Caldeirão com Mion, or simply Caldeirão, is a Brazilian variety show broadcast by TV Globo. Originally premiering in 2000 with Luciano Huck as host, he was succeeded by Marcos Mion on September 4, 2021 after Huck was promoted to the Sunday Domingão com Huck.

== History ==

=== Luciano Huck ===
In September 1999, Rede Globo signed Luciano Huck away from Band (where he had been hosting the variety show Programa H) to host a new Saturday variety show, Caldeirão do Huck. The series premiered on April 8, 2000; initially, Caldeirão was not seen across the entire network, as it aired in a time slot that Globo had set aside for regional programming on some of its affiliates. The following year, Globo removed the regional slot, making Caldeirão a national program.

=== Marcos Mion ===
In June 2021, Globo announced that Fausto Silva had left the network and its long-running Sunday variety show Domingão do Faustão, and that Huck would be promoted to his time slot to host its replacement, Domingão com Huck.

In August 2021, Marcos Mion—who had previously been known for his tenure at MTV Brasil—signed with Globo to host programs on TV Globo and Multishow. Mion was announced the new host of Caldeirão, with Globo initially considering it to be an interim role. In October 2021, after strong ratings performance and critical reception, Mion was named the full-time host.

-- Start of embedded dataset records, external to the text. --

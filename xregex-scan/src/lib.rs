// xregex-scan/src/lib.rs
#![no_std]

extern crate alloc;

#[cfg(feature = "std")]
extern crate std;

pub mod charset;
pub mod region;
pub mod scanner;

pub use charset::{is_escaped, is_line_terminator, is_pattern_whitespace};
pub use region::{Region, RegionKind};
pub use scanner::{compact, RegionScanner};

The show underwent a refresh in March 2022, including officially being re-titled Caldeirão com Mion, adding new mascot characters as assistants (a panda and Globinho), as well as the new segment Caldeirola. For its fourth season in 2024, the show underwent a retool with a new set design and logo, and moves to improve the show's variety with new segments and outside interviews.

== Format and segments ==
Some of the segments introduced upon its premiere included Isso a Globo Mostra (lit. "That Globo Show", where Mion highlights notable moments across Globo programs), and the song guessing game Sobe o Som. Only one segment from Huck's version of the show, Tem ou Não Tem (Family Feud), was maintained (most of Huck's game show segments moved along with him to Domingão com Huck).

== Reception ==
The premiere of Caldeirão was received positively on social media, with viewers considering it to be improved over Huck's tenure, and praising Mion's energy as host. In the IBOPE ratings, the series premiere of Caldeirão received an average rating of 15.9 rating points, and peaked at 20 points—surpassing the viewership of any edition of Caldeirão do Huck, and bringing Globo its highest average viewership on a Saturday since 2019. Its viewership remained steady in the months that followed, usually averaging around 13 points or higher in Greater São Paulo, and beating all other programs in its timeslot.